Geothermal energy is an environmentally friendly, sustainable, and renewable source of thermal energy generated and stored in the Earth’s crust. This energy is derived from radioactive decay in materials originating from when the planet was first formed. The geothermal gradient, the difference in temperature between the core of the planet and its surface, drives a continuous conduction of thermal energy in the form of heat from the core to the planet’s surface.
Electricity can be generated by capturing this heat energy to vaporize liquids. The steam produced is then used to propel high efficiency turbines which in turn generate electricity.

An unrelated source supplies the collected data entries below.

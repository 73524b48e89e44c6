use crate::error::{Error, Result};
use crate::memory::storage::{BlockId, Memory};

/// Handle to a bank owned by a [`BankSwitch`].
#[derive(Clone, Copy, Debug, PartialEq, Eq, Hash)]
pub struct BankId(pub usize);

/// How an out-of-range page selection is handled. Boards differ: some
/// ignore the unused high bits of the bank register (`Wrap`), some decode
/// them into nothing (`Ignore`).
#[derive(Clone, Copy, Debug, Default, PartialEq, Eq)]
pub enum BankPolicy {
    /// Index modulo page count.
    #[default]
    Wrap,
    /// Saturate at the last page.
    Clamp,
    /// Keep the current page.
    Ignore,
    /// Refuse with [`Error::InvalidBankIndex`].
    Reject,
}

/// One switchable window: `pages` pages of `page_size` bytes starting at
/// `base` inside `block`. Exactly one page is selected at any time.
#[derive(Clone, Debug)]
pub struct Bank {
    name: String,
    block: BlockId,
    base: usize,
    page_size: usize,
    pages: usize,
    selected: usize,
    initial: usize,
    policy: BankPolicy,
}

impl Bank {
    pub fn new(name: &str, block: BlockId, page_size: usize, pages: usize) -> Self {
        Self {
            name: name.to_string(),
            block,
            base: 0,
            page_size,
            pages,
            selected: 0,
            initial: 0,
            policy: BankPolicy::default(),
        }
    }

    pub fn with_base(mut self, base: usize) -> Self {
        self.base = base;
        self
    }

    pub fn with_policy(mut self, policy: BankPolicy) -> Self {
        self.policy = policy;
        self
    }

    /// Page selected at power-on and after reset.
    pub fn with_initial(mut self, page: usize) -> Self {
        self.initial = page;
        self.selected = page;
        self
    }

    pub fn name(&self) -> &str {
        &self.name
    }

    pub fn block(&self) -> BlockId {
        self.block
    }

    pub fn pages(&self) -> usize {
        self.pages
    }

    pub fn page_size(&self) -> usize {
        self.page_size
    }

    pub fn selected(&self) -> usize {
        self.selected
    }

    pub fn policy(&self) -> BankPolicy {
        self.policy
    }

    /// Byte offset into the backing block for `offset` within the window.
    pub fn physical(&self, offset: usize) -> usize {
        self.base + self.selected * self.page_size + offset % self.page_size.max(1)
    }

    fn out_of_range(&self, index: usize) -> Error {
        Error::InvalidBankIndex {
            bank: self.name.clone(),
            index,
            pages: self.pages,
        }
    }
}

/// Snapshot of a bank's current mapping, handed to CPUs that cache their
/// opcode base.
#[derive(Clone, Copy, Debug, PartialEq, Eq)]
pub struct BankView {
    pub bank: BankId,
    pub block: BlockId,
    /// Byte offset of the selected page inside `block`.
    pub offset: usize,
    pub page: usize,
}

/// Owns every bank of a board and tracks which ones changed since the
/// scheduler last asked.
#[derive(Default)]
pub struct BankSwitch {
    banks: Vec<Bank>,
    changed: Vec<BankId>,
}

impl BankSwitch {
    pub fn new() -> Self {
        Self::default()
    }

    /// Register a bank. Fails if its pages do not fit inside the backing
    /// block or its initial page is out of range.
    pub fn add(&mut self, bank: Bank, memory: &Memory) -> Result<BankId> {
        let block = memory
            .block(bank.block)
            .ok_or(Error::UnknownBlock(bank.block.0))?;
        if bank.pages == 0 || bank.initial >= bank.pages {
            return Err(bank.out_of_range(bank.initial));
        }
        let needed = bank.base + bank.pages * bank.page_size;
        if needed > block.len() {
            let fitting = block.len().saturating_sub(bank.base) / bank.page_size.max(1);
            return Err(Error::InvalidBankIndex {
                bank: bank.name.clone(),
                index: bank.pages - 1,
                pages: fitting,
            });
        }
        let id = BankId(self.banks.len());
        log::debug!(
            "bank \"{}\": {} pages of 0x{:X} bytes in block \"{}\"",
            bank.name,
            bank.pages,
            bank.page_size,
            block.name()
        );
        self.banks.push(bank);
        Ok(id)
    }

    pub fn get(&self, id: BankId) -> Result<&Bank> {
        self.banks.get(id.0).ok_or(Error::UnknownBank(id.0))
    }

    pub fn find(&self, name: &str) -> Option<BankId> {
        self.banks.iter().position(|b| b.name == name).map(BankId)
    }

    pub fn len(&self) -> usize {
        self.banks.len()
    }

    pub fn is_empty(&self) -> bool {
        self.banks.is_empty()
    }

    /// Select a page. Takes effect for the very next access through the
    /// bank's window. Returns the page actually selected after the bank's
    /// out-of-range policy is applied.
    pub fn select(&mut self, id: BankId, index: usize) -> Result<usize> {
        let bank = self.banks.get_mut(id.0).ok_or(Error::UnknownBank(id.0))?;
        let page = if index < bank.pages {
            index
        } else {
            match bank.policy {
                BankPolicy::Wrap => index % bank.pages,
                BankPolicy::Clamp => bank.pages - 1,
                BankPolicy::Ignore => bank.selected,
                BankPolicy::Reject => return Err(bank.out_of_range(index)),
            }
        };
        if page != bank.selected {
            bank.selected = page;
            if !self.changed.contains(&id) {
                self.changed.push(id);
            }
        }
        Ok(page)
    }

    /// Resolve an offset within a bank window to its block and byte offset.
    pub fn resolve(&self, id: BankId, offset: usize) -> Option<(BlockId, usize)> {
        self.banks
            .get(id.0)
            .map(|bank| (bank.block, bank.physical(offset)))
    }

    pub fn view(&self, id: BankId) -> Option<BankView> {
        self.banks.get(id.0).map(|bank| BankView {
            bank: id,
            block: bank.block,
            offset: bank.physical(0),
            page: bank.selected,
        })
    }

    /// Drain the list of banks switched since the last call.
    pub fn take_changes(&mut self) -> Vec<BankId> {
        std::mem::take(&mut self.changed)
    }

    /// Return every bank to its initial page.
    pub fn reset(&mut self) {
        for bank in &mut self.banks {
            bank.selected = bank.initial;
        }
        self.changed.clear();
    }
}

#[cfg(test)]
mod tests {
    use super::*;

    fn setup(policy: BankPolicy) -> (BankSwitch, BankId) {
        let mut memory = Memory::new();
        let rom = memory.add_rom("banked", (0..0x8000u32).map(|i| (i >> 13) as u8).collect());
        let mut banks = BankSwitch::new();
        let id = banks
            .add(
                Bank::new("bank1", rom, 0x2000, 4).with_policy(policy),
                &memory,
            )
            .unwrap();
        (banks, id)
    }

    #[test]
    fn select_rebinds_window() {
        let (mut banks, id) = setup(BankPolicy::Wrap);
        assert_eq!(banks.resolve(id, 0x10), Some((BlockId(0), 0x10)));
        banks.select(id, 2).unwrap();
        assert_eq!(banks.resolve(id, 0x10), Some((BlockId(0), 0x4010)));
        assert_eq!(banks.take_changes(), vec![id]);
        assert!(banks.take_changes().is_empty());
    }

    #[test]
    fn out_of_range_policies() {
        let (mut banks, id) = setup(BankPolicy::Wrap);
        assert_eq!(banks.select(id, 5).unwrap(), 1);

        let (mut banks, id) = setup(BankPolicy::Clamp);
        assert_eq!(banks.select(id, 9).unwrap(), 3);

        let (mut banks, id) = setup(BankPolicy::Ignore);
        banks.select(id, 2).unwrap();
        assert_eq!(banks.select(id, 7).unwrap(), 2);

        let (mut banks, id) = setup(BankPolicy::Reject);
        assert!(matches!(
            banks.select(id, 4),
            Err(Error::InvalidBankIndex { index: 4, pages: 4, .. })
        ));
    }

    #[test]
    fn oversized_bank_is_rejected() {
        let mut memory = Memory::new();
        let rom = memory.add_rom("small", vec![0; 0x3000]);
        let mut banks = BankSwitch::new();
        let err = banks
            .add(Bank::new("bank1", rom, 0x2000, 2), &memory)
            .unwrap_err();
        assert!(matches!(err, Error::InvalidBankIndex { pages: 1, .. }));
    }

    #[test]
    fn reselecting_same_page_is_not_a_change() {
        let (mut banks, id) = setup(BankPolicy::Wrap);
        banks.select(id, 0).unwrap();
        assert!(banks.take_changes().is_empty());
    }
}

This method of capturing geothermal energy is referred to as a binary cycle and represents electricity generation in a vapor-dominated hydrothermal system.
Historically the effective capture of geothermal energy was limited to areas on the planet’s surface coinciding with tectonic plate boundaries. This situation however is no longer a limitation. With today’s sophisticated drilling technology, largely driven by the global hydrocarbon exploration and development industry, geothermal energy can be accessed from almost anywhere on the planet. Vancouver Island benefits from both these circumstances. Proximity to Western Canada’s mature natural resources industry translates to ready access to world class drilling technology while the geographic region sits astride the natural meeting of the Juan de Fuca, Pacific, and North American tectonic plates.
In thermodynamics a binary vapor cycle refers to a power cycle that is a combination of two cycles. One cycle in a high temperature region and the other in a lower temperature region. In the context of a geothermal energy production environment, a binary cycle power plant enables the use and optimization of what would otherwise be considered relatively cooler geothermal reservoirs. This is accomplished with the use of pumps to direct hot water from a geothermal well, through a heat exchanger, with the cooled water returned to the underground reservoir. A second conjoined cycle making use of a working or binary fluid with a low boiling point, typically butane or pentane hydrocarbon, directed at high pressure through the same heat exchanger is then flash vaporized and channeled through high efficiency turbines. The vapor exiting the turbines chamber is re-condensed by cold air (or water) radiators and re-cycled back through the heat exchanger.